I wondered this after Joe Cordrey’s Reflections of My Mind crossed my desk. The poet subtitles it (Volume One), indicating he will produce more, yet I stand perplexed at what I see before me. It’s a masterpiece of sweeping generalization, pop sentimentality, and low ambition. Yet he must think it speaks to someone. Why else would he pay to have it published?
Ignore the all-caps, centered formatting. Ignore the absent copyright or title page. Ignore Cordrey’s disinterest in convention. Feast yourself instead on this passage from “Aviator”:
COLOR ME HUGHES
SOME CHAOTIC DIRECTOR, WHO NEVER PAID HIS DUES
COLOR ME MALKOVICH
AND, TEACH ME HOW TO FLY
AN AVIATOR, I WILL BE
HONEY, DON’T ASK ME WHY
Apart from the garbage sentiment, Cordrey clearly does not challenge himself. He doesn’t push the capabilities of language. He lets our familiarity with movie allusions do his work. That last line even falls back on relics of blues wails—lyrics that appear partly to aid memory. Any beginning writing teacher would say that, until he pushes himself as a writer, Cordrey can’t push his readers. Like the pop songs he mimics, his poems may drift over readers’ minds and amuse them, but once they’re gone, we forget them.

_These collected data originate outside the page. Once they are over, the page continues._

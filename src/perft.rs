use std::time::Instant;

use log::{error, info};
use num_format::{Locale, ToFormattedString};

use crate::{
    board::Board,
    moves::{Move, MoveKind, MoveRollback},
};

/// This option is slow
const ENABLE_PERFT_STATS_CHECKS: bool = true;
/// This option is very slow
const ENABLE_PERFT_STATS_CHECKMATES: bool = false;

impl Board {
    /// Counts the leaf nodes of the legal move tree `depth` plies deep. With `divide` the count below each
    /// root move is printed as well.
    pub fn start_perft(&mut self, depth: u8, divide: bool) -> u64 {
        let stats = self.perft_with_stats(depth, divide);

        if divide {
            println!("\n{}", stats.nodes);
        }

        stats.nodes
    }

    pub fn perft_with_stats(&mut self, depth: u8, divide: bool) -> PerftStats {
        let mut rollback = MoveRollback::default();
        let mut stats = PerftStats::default();

        let start_time = Instant::now();
        do_perft(depth, 1, self, &mut rollback, &mut stats, divide);
        let elapsed = start_time.elapsed();

        let nps = stats.nodes as f64 / elapsed.as_secs_f64();
        info!(
            "depth {depth} in {elapsed:#?}. Nodes: {}. Nodes per second: {}",
            stats.nodes.to_formatted_string(&Locale::en),
            (nps as u64).to_formatted_string(&Locale::en)
        );
        info!("{:?}", stats);
        debug_assert!(rollback.is_empty());

        stats
    }
}

/// Counts of the moves that lead to the leaves, in the usual perft table layout.
#[derive(Debug, Default, Clone, Copy, PartialEq, Eq)]
pub struct PerftStats {
    pub nodes: u64,
    pub captures: u64,
    pub eps: u64,
    pub castles: u64,
    pub promotions: u64,
    pub checks: u64,
    pub checkmates: u64,
}

// Code referenced from https://www.chessprogramming.org/Perft
fn do_perft(draft: u8, ply: u8, board: &mut Board, rollback: &mut MoveRollback, stats: &mut PerftStats, divide: bool) {
    if draft == 0 {
        stats.nodes += 1;
        return;
    }

    for r#move in board.legal_moves() {
        if let Err(e) = board.make_move_with_rollback(&r#move, rollback) {
            error!("Legal move {} could not be made in {}: {e}", r#move, board.to_fen());
            continue;
        }

        if draft == 1 {
            check_perft_stats(&r#move, board, stats);
        }

        let start_nodes = stats.nodes;
        do_perft(draft - 1, ply + 1, board, rollback, stats, divide);

        if divide && ply == 1 {
            println!(
                "{} {}",
                r#move.simple_long_algebraic_notation(),
                stats.nodes - start_nodes
            )
        }

        board.unmake_move_with_rollback(rollback);
    }
}

/// Called with `move` already made.
fn check_perft_stats(r#move: &Move, board: &mut Board, stats: &mut PerftStats) {
    if r#move.is_capture() {
        stats.captures += 1;

        if r#move.kind == MoveKind::EnPassant {
            stats.eps += 1;
        }
    } else if r#move.is_castle() {
        stats.castles += 1;
    }

    if r#move.is_promotion() {
        stats.promotions += 1;
    }

    if ENABLE_PERFT_STATS_CHECKS && board.is_in_check(board.side_to_move()) {
        stats.checks += 1;

        // slow as all heck
        if ENABLE_PERFT_STATS_CHECKMATES && board.legal_moves().is_empty() {
            stats.checkmates += 1;
        }
    }
}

The soft rock stylings certainly don’t kill Cordrey’s poetry. Aaron St. Julien’s Sanctuary of the Soul: Sacred Heart Offering uses hip-hop rhythms to produces interesting prose poems. Some of his work really has the power to reach in and shake you up, like this from “Invaluable”:
The title African Lotus was sent from Spirit because it describes the essence waiting to blossom the Gift of Divinity called for you last season those in your circle will not understand but still will try to reason some may even accuse you of treason, why! Why!

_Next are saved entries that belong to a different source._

use std::{process::ExitCode, time::Instant};

use clap::{Parser, Subcommand};
use log::{LevelFilter, error, info};
use num_format::{Locale, ToFormattedString};

use mailbox_chess::{Board, Result, STARTING_FEN, Square};

const BENCH_FENS: [&str; 6] = [
    "rnbqkbnr/pppppppp/8/8/8/8/PPPPPPPP/RNBQKBNR w KQkq - 0 1",
    "r3k2r/p1ppqpb1/bn2pnp1/3PN3/1p2P3/2N2Q1p/PPPBBPPP/R3K2R w KQkq - 0 1",
    "8/2p5/3p4/KP5r/1R3p1k/8/4P1P1/8 w - - 0 1",
    "r3k2r/Pppp1ppp/1b3nbN/nP6/BBP1P3/q4N2/Pp1P2PP/R2Q1RK1 w kq - 0 1",
    "rnbq1k1r/pp1Pbppp/2p5/8/2B5/8/PPP1NnPP/RNBQK2R w KQ - 1 8",
    "r4rk1/1pp1qppp/p1np1n2/2b1p1B1/2B1P1b1/P1NP1N2/1PP1QPPP/R4RK1 w - - 0 10",
];

#[derive(Parser, Debug)]
#[command(version, about = "Chess position and legal move generation core")]
struct Cli {
    /// Minimum level written to stderr
    #[arg(long, global = true, default_value_t = LevelFilter::Info)]
    log_level: LevelFilter,

    #[command(subcommand)]
    command: Command,
}

#[derive(Subcommand, Debug)]
enum Command {
    /// Count leaf nodes of the legal move tree
    Perft {
        #[arg(long, default_value = STARTING_FEN)]
        fen: String,
        #[arg(long, default_value_t = 4)]
        depth: u8,
        /// Print the node count below each root move
        #[arg(long)]
        divide: bool,
    },
    /// List the legal moves of a position
    Moves {
        #[arg(long, default_value = STARTING_FEN)]
        fen: String,
    },
    /// Play moves in coordinate notation or SAN and print the result
    Play {
        #[arg(long, default_value = STARTING_FEN)]
        fen: String,
        moves: Vec<String>,
    },
    /// Time perft over a fixed set of positions
    Bench {
        #[arg(long, default_value_t = 3)]
        depth: u8,
    },
}

fn main() -> ExitCode {
    let cli = Cli::parse();

    if let Err(e) = setup_logger(cli.log_level) {
        eprintln!("Failed to set up logging: {e}");
        return ExitCode::FAILURE;
    }
    log_panics::init();

    let result = match cli.command {
        Command::Perft { fen, depth, divide } => perft(&fen, depth, divide),
        Command::Moves { fen } => print_moves(&fen),
        Command::Play { fen, moves } => play(&fen, &moves),
        Command::Bench { depth } => bench(depth),
    };

    match result {
        Ok(()) => ExitCode::SUCCESS,
        Err(e) => {
            error!("{e}");
            ExitCode::FAILURE
        }
    }
}

fn setup_logger(level: LevelFilter) -> std::result::Result<(), log::SetLoggerError> {
    fern::Dispatch::new()
        .format(|out, message, record| {
            out.finish(format_args!(
                "[{} {} {}] {}",
                humantime::format_rfc3339_millis(std::time::SystemTime::now()),
                record.level(),
                record.target(),
                message
            ))
        })
        .level(level)
        .chain(std::io::stderr())
        .apply()
}

fn perft(fen: &str, depth: u8, divide: bool) -> Result<()> {
    let mut board = Board::from_fen(fen)?;
    let nodes = board.start_perft(depth, divide);
    if !divide {
        println!("{nodes}");
    }

    Ok(())
}

fn print_moves(fen: &str) -> Result<()> {
    let mut board = Board::from_fen(fen)?;
    for r#move in board.legal_moves() {
        println!("{} {}", r#move, board.to_san(&r#move)?);
    }

    Ok(())
}

fn play(fen: &str, moves: &[String]) -> Result<()> {
    let mut board = Board::from_fen(fen)?;

    for text in moves {
        let r#move = board.parse_move(text)?;
        let san = board.to_san(&r#move)?;
        board.play(&r#move)?;
        info!("{} {}", board.fullmove_number(), san);
    }

    println!("{}", render(&board));
    println!("{}", board.to_fen());
    println!("{}", board.status());

    Ok(())
}

fn bench(depth: u8) -> Result<()> {
    let start_time = Instant::now();
    let mut nodes = 0u64;

    for fen in BENCH_FENS {
        let mut board = Board::from_fen(fen)?;
        nodes += board.start_perft(depth, false);
    }

    let elapsed = start_time.elapsed();
    let nps = nodes as f64 / elapsed.as_secs_f64();
    println!(
        "{} nodes {} nps",
        nodes.to_formatted_string(&Locale::en),
        (nps as u64).to_formatted_string(&Locale::en)
    );

    Ok(())
}

/// Diagram with rank 8 at the top, as White sees it.
fn render(board: &Board) -> String {
    let mut diagram = String::new();
    for rank in (0..8).rev() {
        diagram.push((b'1' + rank) as char);
        for file in 0..8 {
            let piece = Square::new(file, rank).and_then(|square| board.piece_at(square));
            diagram.push(' ');
            diagram.push(piece.map_or('.', |p| p.to_fen_char()));
        }
        diagram.push('\n');
    }
    diagram.push_str("  a b c d e f g h");

    diagram
}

Yet even that passage offers flashes of St. Julien’s limitations. That distinctive four-beat rhythm and internal rhyme continue unabated throughout his collection. Clearly his fingers found a comfy place, and never drifted. And because he doesn’t challenge himself, he never challenges us.
In fairness, not all self-published poets suffer thus. Thomas Noel Smith, in Dust and Other Poems, sometimes embraces difficulty. Though his melancholy themes have a distinctly Victorian nostalgia, he uses this traditionalism profitably in poems like “Gone Beyond Our Reach”:
Grandfather smoking his Camels
On concrete steps outside his house.
Grandmother wouldn't allow
Smoking inside
Even for her man.
That special man that God made
In His own image, and called him
"Grandfather."
Yet just when I feel maybe Smith offers hope, he lacks the courage of his convictions and retreats into a creaky old wheeze like “There is a Star”:
There is a star that brightly shines
It charts a course for me.
Where I'm bound I cannot tell
But it is my destiny
Smith’s transparent, and not very moving, allusion to Tennyson’s “Crossing the Bar” sucks the wind from my sails. When I read a poem and feel I’ve seen this before, I don’t feel comforted and homey. I just feel I’ve wasted my finite time.

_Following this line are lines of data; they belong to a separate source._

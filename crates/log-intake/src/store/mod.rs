// Copyright 2023-Present Datadog, Inc. https://www.datadoghq.com/
// SPDX-License-Identifier: Apache-2.0

//! Persistence and indexed query over durable log entries.
//!
//! Every adapter keeps the same index layout (see [`index::LogIndex`]):
//!
//! ```text
//!   primary:    id
//!   secondary:  timestamp desc
//!               trace_id, timestamp desc
//!               level, timestamp desc
//!               service_name, timestamp desc
//!               service_name, level, timestamp desc
//! ```
//!
//! Writes are upserts keyed by `id`: writing an id that is already stored
//! returns the stored entry unchanged, so a retried job converges on a single
//! record.

use async_trait::async_trait;
use chrono::{DateTime, Utc};
use serde::Serialize;
use uuid::Uuid;

use crate::entry::{Level, LogEntry, LogRecord};
use crate::error::StoreError;

pub mod file;
pub(crate) mod index;
pub mod memory;

pub use file::FileStore;
pub use memory::MemoryStore;

pub const DEFAULT_PER_PAGE: usize = 15;
pub const MAX_PER_PAGE: usize = 100;

#[async_trait]
pub trait LogStore: Send + Sync {
    /// Writes a record, or returns the already stored entry with the same id.
    async fn create(&self, record: LogRecord) -> Result<LogEntry, StoreError>;

    async fn find_by_id(&self, id: &Uuid) -> Result<Option<LogEntry>, StoreError>;

    /// Returns one page of matching entries, most recent `timestamp` first.
    async fn search(
        &self,
        filters: &SearchFilters,
        page: PageRequest,
    ) -> Result<Page<LogEntry>, StoreError>;

    /// Number of stored entries.
    async fn len(&self) -> Result<usize, StoreError>;
}

/// Conjunctive search filters. `None` (or an empty service name) matches
/// everything.
#[derive(Debug, Clone, Default, PartialEq, Eq)]
pub struct SearchFilters {
    pub trace_id: Option<Uuid>,
    pub level: Option<Level>,
    pub service_name: Option<String>,
    /// Inclusive lower bound on `timestamp`.
    pub date_from: Option<DateTime<Utc>>,
    /// Inclusive upper bound on `timestamp`.
    pub date_to: Option<DateTime<Utc>>,
}

impl SearchFilters {
    pub fn service_name(&self) -> Option<&str> {
        self.service_name.as_deref().filter(|name| !name.is_empty())
    }

    pub fn matches(&self, entry: &LogEntry) -> bool {
        self.trace_id.map_or(true, |trace_id| entry.trace_id == trace_id)
            && self.level.map_or(true, |level| entry.level == level)
            && self
                .service_name()
                .map_or(true, |name| entry.service_name == name)
            && self.date_from.map_or(true, |from| entry.timestamp >= from)
            && self.date_to.map_or(true, |to| entry.timestamp <= to)
    }
}

/// 1-based page selection.
#[derive(Debug, Clone, Copy, PartialEq, Eq)]
pub struct PageRequest {
    pub page: usize,
    pub per_page: usize,
}

impl PageRequest {
    /// Clamps `page` to at least 1 and `per_page` to `[1, MAX_PER_PAGE]`.
    pub fn new(page: usize, per_page: usize) -> Self {
        PageRequest {
            page: page.max(1),
            per_page: per_page.clamp(1, MAX_PER_PAGE),
        }
    }

    pub fn offset(&self) -> usize {
        (self.page - 1).saturating_mul(self.per_page)
    }
}

impl Default for PageRequest {
    fn default() -> Self {
        PageRequest::new(1, DEFAULT_PER_PAGE)
    }
}

/// A length-aware page of results.
#[derive(Debug, Clone, PartialEq, Eq, Serialize)]
pub struct Page<T> {
    pub items: Vec<T>,
    pub total: usize,
    pub per_page: usize,
    pub current_page: usize,
}

impl<T> Page<T> {
    pub fn empty(request: PageRequest) -> Self {
        Page {
            items: Vec::new(),
            total: 0,
            per_page: request.per_page,
            current_page: request.page,
        }
    }

    pub fn last_page(&self) -> usize {
        self.total.div_ceil(self.per_page).max(1)
    }

    /// 1-based position of the first item on this page, if any.
    pub fn from(&self) -> Option<usize> {
        if self.items.is_empty() {
            return None;
        }
        Some((self.current_page - 1) * self.per_page + 1)
    }

    /// 1-based position of the last item on this page, if any.
    pub fn to(&self) -> Option<usize> {
        self.from().map(|from| from + self.items.len() - 1)
    }
}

This retreat into conservatism alarms me. Poets like Eliot and Pound created something new. Joining the poetic tradition means claiming literature’s greatest risk-takers as your ancestors. Yet these poets, so eager for recognition that they jump the accepted publication track and pay to print their work, seem dreadfully risk-averse.
Effective poets threaten themselves. They grasp situations that make themselves uncomfortable. These poets reject that opportunity, and craft drab, uninspiring poetry. But not all hope is lost. Anarda Nashai was only a teen when she wrote School Girl: Poetry, but she embraces challenge and struggle. Consider “Steet Meat”:
Alley ways; traffic lights
Sidewalk trash; rat bites
Terrible traits; dirty feet
The corner store smells of street meat
Nashai appropriates the quatrain, which Smith and Cordrey squander, but makes it something grittier. Its Double Dutch rhythm ironically contradicts its grim images, showcasing what it means to be young amid urban decay. Nashai opens herself to this rot, and by opening herself, she touches us.
Why did Nashai publish her own work, instead of going through journals and accepted publishing houses? Only she could say. But amid all these thorns, it would be easy to forget one rose. Until aspiring poets put themselves at risk, and challenge themselves to challenge us, they’ll clutter the shelves with work that hasn’t finished incubating yet.